Fossil finds can readily stimulate false paths. Morris explores the story of ‘Boskop Man’, uncovered in 1913. This narrative introduces the medically trained Robert Broom, who classified the Boskop find as a new species, the first opportunity for the sub-continent to enter hominin evolutionary history and one reflecting the assumptions of local racial identity. The equally influential Raymond Dart saw Boskop as an earlier and separate race from the contemporary ‘Bushman’. But, by the late 1950s, the cranium was acknowledged as falling within the range of modern Khoesan peoples—though Morris reports that Boskop Man has been revived in the world of pseudoscience. The book is otherwise only tangentially concerned with palaeoanthropology.

While much of the text comprises strictly, though usefully detailed, biographical accounts of numerous individuals, a theme running through the book is that of the assumptions about classificatory models within which earlier scientists worked: Caucasoid, Negroid (Bantu), Hottentots and Bushmen (today’s Khoe and San), Strandlopers, Korana, Hamites, Mongolians, sometimes even ‘Coloured’ and more; archaeological terms were initially borrowed from European prehistory.

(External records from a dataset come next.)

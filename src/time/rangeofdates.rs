use chrono::{
    Days,
    NaiveDate
};

/// Inclusive range of calendar dates.
pub struct RangeOfDates {
    start_date: NaiveDate,
    end_date: NaiveDate
}

impl RangeOfDates {
    /// January 1st through December 31st of `year`, or `None` when chrono
    /// cannot represent the year.
    pub fn year(year: i32) -> Option<RangeOfDates> {
        let start_date = NaiveDate::from_ymd_opt(year, 1, 1)?;
        let end_date = NaiveDate::from_ymd_opt(year, 12, 31)?;
        Some(RangeOfDates { start_date, end_date })
    }

    pub fn start_date(&self) -> NaiveDate {
        self.start_date
    }

    pub fn end_date(&self) -> NaiveDate {
        self.end_date
    }

    pub fn len(&self) -> usize {
        ((self.end_date - self.start_date).num_days() + 1) as usize
    }

    pub fn iter(&self) -> RangeOfDatesIterator<'_> {
        RangeOfDatesIterator {
            range_of_dates: self,
            index: 0,
        }
    }
}

pub struct RangeOfDatesIterator<'a> {
    range_of_dates: &'a RangeOfDates,
    index: usize,
}

impl<'a> Iterator for RangeOfDatesIterator<'a> {
    type Item = NaiveDate;

    fn next(&mut self) -> Option<Self::Item> {
        if self.index < self.range_of_dates.len() {
            let result = self.range_of_dates.start_date().checked_add_days(Days::new(self.index as u64));
            self.index += 1;
            result
        } else {
            None
        }
    }
}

Morris sets the framework across two eras. The first, before the Second World War, was an ‘age of typology’, in which those working in South Africa were broadly in line with wider international perspectives on biological difference. These perceived discrete racial types with discrete characteristics, and in many such interpretations, prehistoric cultural change indicated different racial groups. Skeletal finds had to be classified into a known ‘pure’ race or were considered either an earlier distinct race or the result of miscegenation. In the changing world from the 1950s onwards which questioned discrete pure racial classifications, official South Africa moved in the opposite direction. Survey chapters consider these contrasting worlds. While many of the individuals discussed by Morris worked in one or the other period, the famous Raymond Dart spanned both and forms a particular case-study, where Morris’s analysis is somewhat more kindly than that of Saul Dubow or the present reviewer. Dart achieved world fame in 1925 as the identifier of the first australopithecine (the Taung cranium). For a further six decades, the charismatic Dart maintained and advanced already dated views about race and culture which were increasingly distant from those of conventional international science and which scientific contemporaries might choose to ignore. Though not personally racist, Dart’s writings served to reflect racist ideologies.

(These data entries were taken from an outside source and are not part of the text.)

use chrono::NaiveDate;
use serde::Deserialize;
use thiserror::Error;

#[derive(Debug, Error)]
pub enum HolidayError {
    #[error("year {0} is outside the supported Gregorian range 1583..=9999")]
    UnsupportedYear(i32),
    #[error("unknown holiday category '{0}'")]
    UnknownCategory(String),
    #[error("invalid holiday rule '{name}': {reason}")]
    InvalidRule { name: String, reason: String },
    #[error("holiday '{name}' falls on {date}, outside of {year}")]
    OutOfYear { name: String, date: NaiveDate, year: i32 },
    #[error(transparent)]
    JsonParseError(#[from] serde_json::Error)
}

impl HolidayError {
    pub fn invalid_rule(name: &str, reason: impl Into<String>) -> HolidayError {
        HolidayError::InvalidRule { name: name.to_owned(), reason: reason.into() }
    }
}

pub fn parse_json_value<T>(json_value: serde_json::Value) -> Result<T, HolidayError>
    where T: for<'a> Deserialize<'a> {
    Ok(serde_json::from_value(json_value)?)
}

An irony noted by Morris is the respect given to Dart by his distinguished pupil Phillip Tobias. Tobias—an anti-apartheid activist and major figure in physical anthropology—nevertheless avoided taking issue directly with his father-figure Dart, although his writing took the opposite approach to biological race. Reinterpreting Tobias’s career forms an important part of this book.

Given the author’s ambitious topic, how well does the book tackle the relationship of science and the wider society through the prism of race? Morris is not a social scientist or professional historian, so such readers cannot expect an analysis within their theoretical frameworks. The account is largely empirical. He implies a naivety more than complicity of physical anthropologists in the most ‘race’-based politico-legal context of the later twentieth century, whose illogicalities and inconsistencies Morris maps out. Scientists were not brought in to advise or inform the Race Classification Board, but they could be involved in reclassification appeals.

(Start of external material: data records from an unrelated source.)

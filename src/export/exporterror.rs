use thiserror::Error;

#[derive(Debug, Error)]
pub enum ExportError {
    #[error("no days off selected")]
    EmptySelection,
    #[error("unknown calendar target '{0}', expected 'gmail' or 'outlook'")]
    UnknownTarget(String),
    #[error(transparent)]
    IOError(#[from] std::io::Error)
}
use chrono::{Datelike, NaiveDate};
use log::debug;

use crate::holiday::holidaycalculator::HolidayCalculator;
use crate::holiday::holidayerror::HolidayError;
use crate::holiday::holidayset::HolidaySet;
use crate::time::rangeofdates::RangeOfDates;
use crate::time::utility::days_of_year;
use super::dayview::DayView;
use super::selectionstate::{RejectReason, SelectionState, ToggleOutcome};

/// One planner page: the holidays of a single year and the days off picked
/// in it. Nothing outlives the session.
#[derive(Debug, Clone)]
pub struct PlannerSession {
    holidays: HolidaySet,
    state: SelectionState
}

impl PlannerSession {
    pub fn new(holidays: HolidaySet, capacity: usize) -> PlannerSession {
        PlannerSession { holidays, state: SelectionState::new(capacity) }
    }

    pub fn open(year: i32, capacity: usize, calculator: &HolidayCalculator) -> Result<PlannerSession, HolidayError> {
        let holidays = calculator.compute(year)?;
        Ok(PlannerSession::new(holidays, capacity))
    }

    pub fn year(&self) -> i32 {
        self.holidays.year()
    }

    pub fn holidays(&self) -> &HolidaySet {
        &self.holidays
    }

    pub fn state(&self) -> &SelectionState {
        &self.state
    }

    pub fn is_selectable(&self, date: NaiveDate) -> bool {
        date.year() == self.year() && self.state.is_selectable(date, &self.holidays)
    }

    pub fn toggle(&mut self, date: NaiveDate) -> ToggleOutcome {
        if date.year() != self.year() {
            debug!("rejected {}: outside {}", date, self.year());
            return ToggleOutcome::Rejected(RejectReason::OutsideYear { year: self.year() });
        }
        self.state.toggle(date, &self.holidays)
    }

    pub fn reset(&mut self) {
        self.state.reset();
    }

    pub fn day_view(&self, date: NaiveDate) -> DayView {
        DayView::new(date, self.is_selectable(date), &self.state, &self.holidays)
    }

    pub fn year_view(&self) -> Vec<DayView> {
        let mut views = Vec::with_capacity(days_of_year(self.year()) as usize);
        if let Some(range) = RangeOfDates::year(self.year()) {
            views.extend(range.iter().map(|d| self.day_view(d)));
        }
        views
    }

    /// Reset and export controls only make sense with something selected.
    pub fn controls_enabled(&self) -> bool {
        !self.state.is_empty()
    }
}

In post-apartheid South Africa (or elsewhere), have modern scientific understandings of population variability and popular concepts of race come together? It seems not. The sophisticated newer methodologies of the first, well outlined here, take us a long way from Linnaean sub-categories. Post-apartheid South Africa has maintained older racial classifications as a proxy for disadvantage. ‘Race’ is still on the agenda.

While specialists may take differing views about the many individuals discussed in Morris’s book and the issues raised, readers in the history of science and the history of race relations have much to gain from his comprehensive survey.